REQUIREMENT: Filter the records for lines holding the string "fast".
[MATERIAL TO PROCESS Boundary: Start]
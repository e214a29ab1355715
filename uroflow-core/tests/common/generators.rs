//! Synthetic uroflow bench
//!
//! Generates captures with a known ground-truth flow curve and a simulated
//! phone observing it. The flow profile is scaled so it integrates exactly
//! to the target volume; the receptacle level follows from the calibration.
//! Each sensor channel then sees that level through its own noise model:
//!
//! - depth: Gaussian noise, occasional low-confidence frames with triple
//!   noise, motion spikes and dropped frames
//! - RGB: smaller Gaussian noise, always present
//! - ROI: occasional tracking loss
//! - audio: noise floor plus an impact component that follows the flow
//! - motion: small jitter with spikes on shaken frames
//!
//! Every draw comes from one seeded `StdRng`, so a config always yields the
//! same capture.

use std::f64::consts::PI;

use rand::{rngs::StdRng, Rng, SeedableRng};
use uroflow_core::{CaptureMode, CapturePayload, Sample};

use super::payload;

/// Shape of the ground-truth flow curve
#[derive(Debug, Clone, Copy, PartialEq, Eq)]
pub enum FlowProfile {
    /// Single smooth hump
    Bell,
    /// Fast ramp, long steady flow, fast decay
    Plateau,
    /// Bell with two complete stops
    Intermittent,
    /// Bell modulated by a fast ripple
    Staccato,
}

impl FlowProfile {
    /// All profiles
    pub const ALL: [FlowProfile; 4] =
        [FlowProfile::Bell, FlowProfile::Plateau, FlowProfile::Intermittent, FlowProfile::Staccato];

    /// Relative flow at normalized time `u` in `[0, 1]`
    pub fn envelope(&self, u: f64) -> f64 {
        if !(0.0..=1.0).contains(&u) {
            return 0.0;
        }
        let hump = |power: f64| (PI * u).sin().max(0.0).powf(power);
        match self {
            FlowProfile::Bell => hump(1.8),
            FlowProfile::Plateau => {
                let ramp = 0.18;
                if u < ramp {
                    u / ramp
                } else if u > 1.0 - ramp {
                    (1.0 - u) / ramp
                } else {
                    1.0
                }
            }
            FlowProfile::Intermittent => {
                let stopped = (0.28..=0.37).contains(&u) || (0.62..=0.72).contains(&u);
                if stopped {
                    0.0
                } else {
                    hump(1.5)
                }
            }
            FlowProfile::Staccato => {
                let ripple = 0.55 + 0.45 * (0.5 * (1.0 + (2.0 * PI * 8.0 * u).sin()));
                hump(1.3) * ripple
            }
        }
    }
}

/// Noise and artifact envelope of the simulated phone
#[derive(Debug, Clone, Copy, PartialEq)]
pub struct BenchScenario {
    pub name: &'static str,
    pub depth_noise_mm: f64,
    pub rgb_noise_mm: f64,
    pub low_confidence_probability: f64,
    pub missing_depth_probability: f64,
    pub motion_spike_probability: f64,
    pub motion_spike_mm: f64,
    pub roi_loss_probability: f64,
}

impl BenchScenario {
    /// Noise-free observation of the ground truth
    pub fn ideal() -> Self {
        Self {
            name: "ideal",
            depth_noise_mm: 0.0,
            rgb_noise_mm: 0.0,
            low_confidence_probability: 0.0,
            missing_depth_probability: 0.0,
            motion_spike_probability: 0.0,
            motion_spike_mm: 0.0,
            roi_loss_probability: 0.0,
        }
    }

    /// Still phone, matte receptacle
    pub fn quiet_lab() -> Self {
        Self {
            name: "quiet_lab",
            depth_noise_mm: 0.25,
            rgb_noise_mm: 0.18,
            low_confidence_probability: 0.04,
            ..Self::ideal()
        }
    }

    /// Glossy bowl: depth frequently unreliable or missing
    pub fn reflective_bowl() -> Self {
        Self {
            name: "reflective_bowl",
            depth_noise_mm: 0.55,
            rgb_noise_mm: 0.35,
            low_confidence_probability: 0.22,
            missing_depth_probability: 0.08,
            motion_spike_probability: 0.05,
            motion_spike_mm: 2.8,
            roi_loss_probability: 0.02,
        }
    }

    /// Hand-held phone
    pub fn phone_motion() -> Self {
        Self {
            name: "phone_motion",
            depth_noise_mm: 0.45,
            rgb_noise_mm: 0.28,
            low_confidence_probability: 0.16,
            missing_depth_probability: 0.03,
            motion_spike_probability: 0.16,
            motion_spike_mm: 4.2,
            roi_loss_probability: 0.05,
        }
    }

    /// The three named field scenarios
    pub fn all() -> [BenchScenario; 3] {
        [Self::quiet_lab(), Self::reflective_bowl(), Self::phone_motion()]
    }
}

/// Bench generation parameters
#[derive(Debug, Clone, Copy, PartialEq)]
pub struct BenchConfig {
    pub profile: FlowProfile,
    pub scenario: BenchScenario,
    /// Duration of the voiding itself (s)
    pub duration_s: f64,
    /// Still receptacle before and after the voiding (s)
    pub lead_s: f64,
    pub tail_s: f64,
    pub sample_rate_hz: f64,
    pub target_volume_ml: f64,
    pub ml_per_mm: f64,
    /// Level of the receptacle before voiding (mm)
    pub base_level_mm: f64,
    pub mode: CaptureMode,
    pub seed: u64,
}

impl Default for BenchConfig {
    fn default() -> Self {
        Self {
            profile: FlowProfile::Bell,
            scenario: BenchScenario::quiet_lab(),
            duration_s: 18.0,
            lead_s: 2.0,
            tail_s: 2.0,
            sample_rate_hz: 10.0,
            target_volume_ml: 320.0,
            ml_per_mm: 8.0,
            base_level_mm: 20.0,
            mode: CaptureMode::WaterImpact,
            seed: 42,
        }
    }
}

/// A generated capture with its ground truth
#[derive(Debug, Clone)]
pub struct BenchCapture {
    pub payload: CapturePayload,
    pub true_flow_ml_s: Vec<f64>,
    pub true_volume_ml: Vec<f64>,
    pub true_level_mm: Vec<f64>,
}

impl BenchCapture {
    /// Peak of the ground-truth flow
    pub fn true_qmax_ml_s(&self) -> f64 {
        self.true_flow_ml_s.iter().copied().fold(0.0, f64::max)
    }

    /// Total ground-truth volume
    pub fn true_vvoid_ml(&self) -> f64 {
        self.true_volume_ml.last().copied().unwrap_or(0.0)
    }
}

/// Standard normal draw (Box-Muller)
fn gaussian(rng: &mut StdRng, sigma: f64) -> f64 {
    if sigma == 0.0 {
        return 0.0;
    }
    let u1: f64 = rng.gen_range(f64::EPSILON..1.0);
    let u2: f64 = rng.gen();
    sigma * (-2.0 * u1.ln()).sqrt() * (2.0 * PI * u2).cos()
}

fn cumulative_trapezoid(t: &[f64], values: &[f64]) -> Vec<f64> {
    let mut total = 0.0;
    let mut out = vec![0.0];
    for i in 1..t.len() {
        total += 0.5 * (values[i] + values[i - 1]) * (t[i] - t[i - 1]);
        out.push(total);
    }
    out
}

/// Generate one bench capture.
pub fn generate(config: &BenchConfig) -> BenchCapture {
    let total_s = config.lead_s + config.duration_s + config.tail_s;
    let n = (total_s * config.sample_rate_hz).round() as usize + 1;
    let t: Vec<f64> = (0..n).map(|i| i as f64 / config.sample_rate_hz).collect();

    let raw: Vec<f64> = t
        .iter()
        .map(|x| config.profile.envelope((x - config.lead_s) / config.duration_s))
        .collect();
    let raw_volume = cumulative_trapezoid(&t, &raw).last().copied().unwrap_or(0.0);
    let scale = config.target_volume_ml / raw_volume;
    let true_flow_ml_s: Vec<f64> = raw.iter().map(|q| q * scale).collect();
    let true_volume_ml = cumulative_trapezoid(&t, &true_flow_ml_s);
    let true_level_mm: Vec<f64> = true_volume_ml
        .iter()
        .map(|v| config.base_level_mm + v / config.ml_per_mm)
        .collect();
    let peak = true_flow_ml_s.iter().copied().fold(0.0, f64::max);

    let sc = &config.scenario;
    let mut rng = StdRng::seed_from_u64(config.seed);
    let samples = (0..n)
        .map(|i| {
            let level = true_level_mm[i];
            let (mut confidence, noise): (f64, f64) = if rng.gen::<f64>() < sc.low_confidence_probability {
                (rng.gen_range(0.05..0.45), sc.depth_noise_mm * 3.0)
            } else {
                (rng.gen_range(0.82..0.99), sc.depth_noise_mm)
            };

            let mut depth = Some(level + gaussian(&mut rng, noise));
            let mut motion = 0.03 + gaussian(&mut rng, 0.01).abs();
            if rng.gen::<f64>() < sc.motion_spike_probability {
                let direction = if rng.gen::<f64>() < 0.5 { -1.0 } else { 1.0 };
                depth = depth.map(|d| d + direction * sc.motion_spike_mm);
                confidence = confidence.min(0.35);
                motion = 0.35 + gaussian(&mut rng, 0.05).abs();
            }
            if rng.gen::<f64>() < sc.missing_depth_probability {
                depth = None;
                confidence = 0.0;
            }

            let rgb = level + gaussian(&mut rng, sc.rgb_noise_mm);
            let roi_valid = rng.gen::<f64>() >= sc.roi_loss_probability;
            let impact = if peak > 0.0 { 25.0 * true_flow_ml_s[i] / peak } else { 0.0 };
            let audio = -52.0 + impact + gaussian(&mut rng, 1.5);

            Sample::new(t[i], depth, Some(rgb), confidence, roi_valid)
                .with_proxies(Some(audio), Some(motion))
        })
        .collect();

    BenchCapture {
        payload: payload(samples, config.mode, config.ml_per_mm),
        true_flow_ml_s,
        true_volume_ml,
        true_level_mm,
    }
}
[MATERIAL TO PROCESS Boundary: End]
THE ANSWER:
    /// Fast ramp, long steady flow, fast decay
    /// Bell modulated by a fast ripple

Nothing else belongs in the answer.